How are ascending and aortic arch aneurysms treated?
If the aneurysm is relatively small, regular checkups are performed once or twice a year. Because of the complicated nature of surgery, operative treatment is reserved for those patients with large aneurysms who have already developed symptoms. Meanwhile, it is essential to control your blood pressure, both by using medications (beta blockers or statins) and avoiding heavy physical activities.
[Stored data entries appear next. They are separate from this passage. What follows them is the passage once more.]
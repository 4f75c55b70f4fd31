//! State of the public card browser.

use common::model::card::Card;
use common::model::tale::TaleDraft;

pub struct CardBrowserComponent {
    pub cards: Vec<Card>,

    /// `None` until the first response arrives.
    pub load_result: Option<Result<(), String>>,

    /// Id of the card shown in the modal.
    pub open_card: Option<String>,

    /// Tale form of the open card, once its "+" control was used.
    pub tale: Option<TaleDraft>,

    /// A tale submission is in flight; its button is disabled meanwhile.
    pub submitting_tale: bool,

    pub loaded: bool,
}

impl CardBrowserComponent {
    pub fn new() -> Self {
        Self {
            cards: Vec::new(),
            load_result: None,
            open_card: None,
            tale: None,
            submitting_tale: false,
            loaded: false,
        }
    }

    pub fn card(&self, id: &str) -> Option<&Card> {
        self.cards.iter().find(|c| c.id == id)
    }

    pub fn current_card(&self) -> Option<&Card> {
        self.open_card.as_deref().and_then(|id| self.card(id))
    }

    /// Closes the modal and drops any unsent tale.
    pub fn close(&mut self) {
        self.open_card = None;
        self.tale = None;
    }
}
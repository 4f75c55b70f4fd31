use yew::{html, Children, Component, Context, Html, Properties};

#[derive(Properties, PartialEq)]
pub struct CardGridProps {
    /// Narrowest a column may get before the grid wraps to fewer columns.
    #[prop_or(260)]
    pub min_column_px: u32,
    pub children: Children,
}

/// Responsive grid the public cards are laid out in.
pub struct CardGrid;

impl Component for CardGrid {
    type Message = ();
    type Properties = CardGridProps;

    fn create(_ctx: &Context<Self>) -> Self {
        CardGrid
    }

    fn view(&self, ctx: &Context<Self>) -> Html {
        let props = ctx.props();
        let style = format!(
            "display: grid;
             grid-template-columns: repeat(auto-fill, minmax({}px, 1fr));
             gap: 20px;
             margin: auto;
             padding: 10px;",
            props.min_column_px
        );

        html! {
            <div id="cards" style={style}>
                { for props.children.iter() }
            </div>
        }
    }
}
In patients with large aneurysms, surgery is the only treatment. Surgery for an ascending aortic aneurysm is indicated if the diameter is larger than seven centimeters, or six centimeters in patients with Marfan syndrome or other complications, because these aneurysms tend to rupture more easily. The rupture of the aneurysm requires immediate surgery, although the procedure is very risky, and more than half of patients with a ruptured aneurysm die even before they get to the hospital.
There are two main types of ascending aortic aneurysm surgeries:
- Aortic aneurysm repair, an open type of surgery, where the dilated part of the ascending aorta is replaced with a synthetic graft. Depending on the location of the aneurysm, this procedure can involve reconstruction of the aortic valve, or spare it entirely. During this operation, circulation and oxygen levels are controlled by a cardiopulmonary bypass (CBP) pump, also known as a heart-lung machine
- Endovascular aortic repair (EVAR), done under local anesthesia by placing a stent inside the part of the dilated wall via a catheter. The whole procedure is monitored with the help of imaging methods, such as a CT or ultrasound. Although the recovery period is a lot shorter than in open surgery, not every aneurysm can be replaced using this method.
The surgery itself comes with a lot of risks and complications, even death, especially if the aneurysms are complex. Patients might also have accompanying diseases, or belong to some of the risk groups. Therefore, it is essential to maintain a healthy lifestyle and diet, and immediately stop smoking if you belong to this population. Your blood vessels will be grateful.